# DIRECTIONS:
Find every line in the records below that contains the word "struct", and copy each such line.

#### INFORMATION PROVIDED

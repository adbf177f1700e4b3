//! XP ledger records

use chrono::{DateTime, Utc};
use serde::{Deserialize, Serialize};

use super::user::UserId;

/// Why XP was granted
#[derive(Debug, Clone, Copy, PartialEq, Eq, Hash, Serialize, Deserialize)]
#[serde(rename_all = "snake_case")]
pub enum XpReason {
    MissionCompleted,
    ReviewWritten,
    MeaningfulReview,
    CheckIn,
    VerifiedCheckIn,
    VoteCast,
    HelpfulVoteReceived,
    FollowCreated,
    PhotoUploaded,
    HighResPhoto,
    /// Manual operator correction, may be negative
    Adjustment,
}

impl XpReason {
    pub fn as_str(&self) -> &'static str {
        match self {
            Self::MissionCompleted => "mission_completed",
            Self::ReviewWritten => "review_written",
            Self::MeaningfulReview => "meaningful_review",
            Self::CheckIn => "check_in",
            Self::VerifiedCheckIn => "verified_check_in",
            Self::VoteCast => "vote_cast",
            Self::HelpfulVoteReceived => "helpful_vote_received",
            Self::FollowCreated => "follow_created",
            Self::PhotoUploaded => "photo_uploaded",
            Self::HighResPhoto => "high_res_photo",
            Self::Adjustment => "adjustment",
        }
    }

    pub fn from_db(s: &str) -> Option<Self> {
        Self::all().iter().copied().find(|r| r.as_str() == s)
    }

    pub fn all() -> &'static [XpReason] {
        &[
            Self::MissionCompleted,
            Self::ReviewWritten,
            Self::MeaningfulReview,
            Self::CheckIn,
            Self::VerifiedCheckIn,
            Self::VoteCast,
            Self::HelpfulVoteReceived,
            Self::FollowCreated,
            Self::PhotoUploaded,
            Self::HighResPhoto,
            Self::Adjustment,
        ]
    }
}

impl std::fmt::Display for XpReason {
    fn fmt(&self, f: &mut std::fmt::Formatter<'_>) -> std::fmt::Result {
        write!(f, "{}", self.as_str())
    }
}

/// Entity an XP transaction refers to
#[derive(Debug, Clone, PartialEq, Eq, Hash, Serialize, Deserialize)]
#[serde(tag = "kind", content = "id", rename_all = "snake_case")]
pub enum RelatedEntity {
    Mission(String),
    Badge(String),
    Review(String),
    CheckIn(String),
    Vote(String),
    Follow(String),
    Photo(String),
}

impl RelatedEntity {
    pub fn kind(&self) -> &'static str {
        match self {
            Self::Mission(_) => "mission",
            Self::Badge(_) => "badge",
            Self::Review(_) => "review",
            Self::CheckIn(_) => "check_in",
            Self::Vote(_) => "vote",
            Self::Follow(_) => "follow",
            Self::Photo(_) => "photo",
        }
    }

    pub fn id(&self) -> &str {
        match self {
            Self::Mission(id)
            | Self::Badge(id)
            | Self::Review(id)
            | Self::CheckIn(id)
            | Self::Vote(id)
            | Self::Follow(id)
            | Self::Photo(id) => id,
        }
    }

    /// Rebuild from the `(related_kind, related_id)` column pair
    pub fn from_parts(kind: &str, id: String) -> Option<Self> {
        match kind {
            "mission" => Some(Self::Mission(id)),
            "badge" => Some(Self::Badge(id)),
            "review" => Some(Self::Review(id)),
            "check_in" => Some(Self::CheckIn(id)),
            "vote" => Some(Self::Vote(id)),
            "follow" => Some(Self::Follow(id)),
            "photo" => Some(Self::Photo(id)),
            _ => None,
        }
    }
}

/// Append-only audit record
#[derive(Debug, Clone, PartialEq, Serialize, Deserialize)]
pub struct XpTransaction {
    pub id: i64,
    pub user_id: UserId,
    pub amount: i64,
    pub reason: XpReason,
    pub related: Option<RelatedEntity>,
    pub created_at: DateTime<Utc>,
}
use anyhow::Result;
use clap::{Parser, Subcommand, ValueEnum};
use std::path::PathBuf;

use questboard::jobs::JobKind;
use questboard::models::{AccountKind, LeaderboardKind, UserId, XpReason};

mod cli;

#[derive(Parser)]
#[command(name = "questboard")]
#[command(about = "Missions, XP, badges and leaderboards for a directory and review platform")]
#[command(version)]
struct Cli {
    /// Path to the config file (defaults to ~/.questboard/config.toml)
    #[arg(short, long, global = true)]
    config: Option<PathBuf>,

    /// Path to the database (overrides database.path from the config)
    #[arg(short, long, global = true)]
    database: Option<PathBuf>,

    /// Enable verbose logging
    #[arg(short, long, global = true)]
    verbose: bool,

    #[command(subcommand)]
    command: Commands,
}

#[derive(Subcommand)]
enum Commands {
    /// Create the configuration file and the database
    Init {
        /// Overwrite existing config file
        #[arg(long)]
        force: bool,
    },

    /// Install the built-in missions and badges (existing ids are kept)
    Seed,

    /// Manage users
    User {
        #[command(subcommand)]
        action: UserAction,
    },

    /// Move mission progress by hand
    Progress {
        #[command(subcommand)]
        action: ProgressAction,
    },

    /// Grant XP by hand
    Xp {
        #[command(subcommand)]
        action: XpAction,
    },

    /// Apply a domain event given as JSON (`-` reads stdin)
    Event { json: String },

    /// Run a reset job now
    Reset { cadence: ResetCadenceArg },

    /// Refresh or show leaderboards
    Leaderboard {
        #[command(subcommand)]
        action: LeaderboardAction,
    },

    /// Run the scheduler until Ctrl-C
    Run,
}

#[derive(Subcommand)]
enum UserAction {
    /// Register a user and print its id
    Add {
        display_name: String,
        /// player, employee or staff
        #[arg(long, default_value = "player", value_parser = cli::parse_account_kind)]
        kind: AccountKind,
        /// Use this id instead of a random one
        #[arg(long)]
        id: Option<UserId>,
    },
    /// Deactivate a user (kept, but left off leaderboards)
    Deactivate { user_id: UserId },
    /// Show level, streak, badges and missions
    Show { user_id: UserId },
}

#[derive(Subcommand)]
enum ProgressAction {
    /// Add to a mission counter
    Record {
        user_id: UserId,
        mission_id: String,
        #[arg(long, default_value_t = 1, allow_negative_numbers = true)]
        by: i64,
    },
    /// Set a mission counter to a total
    Set {
        user_id: UserId,
        mission_id: String,
        #[arg(allow_negative_numbers = true)]
        value: i64,
    },
}

#[derive(Subcommand)]
enum XpAction {
    /// Append an XP transaction (negative amounts allowed)
    Grant {
        user_id: UserId,
        #[arg(allow_negative_numbers = true)]
        amount: i64,
        #[arg(long, default_value = "adjustment", value_parser = cli::parse_reason)]
        reason: XpReason,
    },
}

#[derive(Subcommand)]
enum LeaderboardAction {
    /// Recompute every board now
    Refresh,
    /// Print the latest snapshot of a board
    Show {
        #[arg(value_parser = cli::parse_board)]
        board: LeaderboardKind,
        #[arg(long, default_value_t = 20)]
        limit: usize,
    },
}

#[derive(Clone, Copy, ValueEnum)]
enum ResetCadenceArg {
    Daily,
    Weekly,
    Monthly,
}

impl From<ResetCadenceArg> for JobKind {
    fn from(arg: ResetCadenceArg) -> Self {
        match arg {
            ResetCadenceArg::Daily => JobKind::DailyReset,
            ResetCadenceArg::Weekly => JobKind::WeeklyReset,
            ResetCadenceArg::Monthly => JobKind::MonthlyReset,
        }
    }
}

#[tokio::main]
async fn main() -> Result<()> {
    let cli = Cli::parse();

    // Initialize logging
    let log_level = if cli.verbose { "debug" } else { "info" };
    tracing_subscriber::fmt()
        .with_env_filter(
            tracing_subscriber::EnvFilter::try_from_default_env()
                .unwrap_or_else(|_| tracing_subscriber::EnvFilter::new(log_level)),
        )
        .with_writer(std::io::stderr)
        .init();

    let config = cli.config.as_deref();
    let database = cli.database.as_deref();

    // Only `init` runs without opening the config and database
    let ctx = || cli::Context::open(config, database);
    match cli.command {
        Commands::Init { force } => cli::init::init_command(config, database, force)?,
        Commands::Seed => cli::seed::seed_command(&ctx()?)?,
        Commands::User { action } => match action {
            UserAction::Add {
                display_name,
                kind,
                id,
            } => cli::user::add_command(&ctx()?, display_name, kind, id)?,
            UserAction::Deactivate { user_id } => cli::user::deactivate_command(&ctx()?, user_id)?,
            UserAction::Show { user_id } => cli::user::show_command(&ctx()?, user_id)?,
        },
        Commands::Progress { action } => match action {
            ProgressAction::Record {
                user_id,
                mission_id,
                by,
            } => cli::progress::record_command(&ctx()?, user_id, &mission_id, by)?,
            ProgressAction::Set {
                user_id,
                mission_id,
                value,
            } => cli::progress::set_command(&ctx()?, user_id, &mission_id, value)?,
        },
        Commands::Xp { action } => match action {
            XpAction::Grant {
                user_id,
                amount,
                reason,
            } => cli::xp::grant_command(&ctx()?, user_id, amount, reason)?,
        },
        Commands::Event { json } => cli::event::event_command(&ctx()?, &json)?,
        Commands::Reset { cadence } => cli::reset::reset_command(&ctx()?, cadence.into())?,
        Commands::Leaderboard { action } => match action {
            LeaderboardAction::Refresh => cli::leaderboard::refresh_command(&ctx()?)?,
            LeaderboardAction::Show { board, limit } => {
                cli::leaderboard::show_command(&ctx()?, board, limit)?
            }
        },
        Commands::Run => cli::run::run_command(ctx()?).await?,
    }

    Ok(())
}

#[cfg(test)]
mod tests {
    use super::*;
    use clap::CommandFactory;

    #[test]
    fn test_cli_definition() {
        Cli::command().debug_assert();
    }

    #[test]
    fn test_init_parses_without_context_arguments() {
        let cli = Cli::try_parse_from(["questboard", "init", "--force"]).unwrap();
        assert!(matches!(cli.command, Commands::Init { force: true }));
    }
}
//! Mission progress records and engine outcomes

use chrono::{DateTime, Utc};
use serde::{Deserialize, Serialize};

use super::user::UserId;

/// One row per (user, mission)
#[derive(Debug, Clone, PartialEq, Eq, Serialize, Deserialize)]
pub struct MissionProgress {
    pub user_id: UserId,
    pub mission_id: String,
    pub progress: u32,
    pub completed: bool,
    pub completed_at: Option<DateTime<Utc>>,
    pub updated_at: DateTime<Utc>,
}

/// What a progress call did
#[derive(Debug, Clone, Copy, PartialEq, Eq, Serialize, Deserialize)]
#[serde(rename_all = "snake_case")]
pub enum ProgressStatus {
    /// Progress stored, threshold not reached
    InProgress,
    /// This call crossed the threshold and granted the rewards
    NewlyCompleted,
    /// The record was already completed; nothing changed
    AlreadyCompleted,
    /// The mission is switched off or outside its window; nothing changed
    Inactive,
}

/// A change of level caused by an XP grant
#[derive(Debug, Clone, PartialEq, Eq, Serialize, Deserialize)]
pub struct LevelUp {
    pub old_level: u32,
    pub new_level: u32,
    pub new_title: String,
}

/// Result of `record_progress` / `set_progress_absolute`
#[derive(Debug, Clone, PartialEq, Eq, Serialize, Deserialize)]
pub struct ProgressOutcome {
    pub mission_id: String,
    pub status: ProgressStatus,
    pub progress: u32,
    pub target: u32,
    pub xp_awarded: i64,
    /// The mission's configured badge, when this call granted it
    pub badge_awarded: Option<String>,
    /// Threshold badges unlocked as a consequence of this call
    pub badges_unlocked: Vec<String>,
    pub level_up: Option<LevelUp>,
}

impl ProgressOutcome {
    /// True only for the call that completed the mission
    pub fn completed(&self) -> bool {
        self.status == ProgressStatus::NewlyCompleted
    }
}

/// Result of `grant_xp`
#[derive(Debug, Clone, PartialEq, Eq, Serialize, Deserialize)]
pub struct XpGrant {
    pub user_id: UserId,
    pub amount: i64,
    pub total_xp: i64,
    pub monthly_xp: i64,
    pub level: u32,
    pub level_up: Option<LevelUp>,
    pub current_streak: u32,
    pub streak_extended: bool,
    pub badges_unlocked: Vec<String>,
}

########

# EXERCISE RESPONSE:
pub struct XpTransaction {
struct Cli {
pub struct MissionProgress {
pub struct LevelUp {
pub struct ProgressOutcome {
pub struct XpGrant {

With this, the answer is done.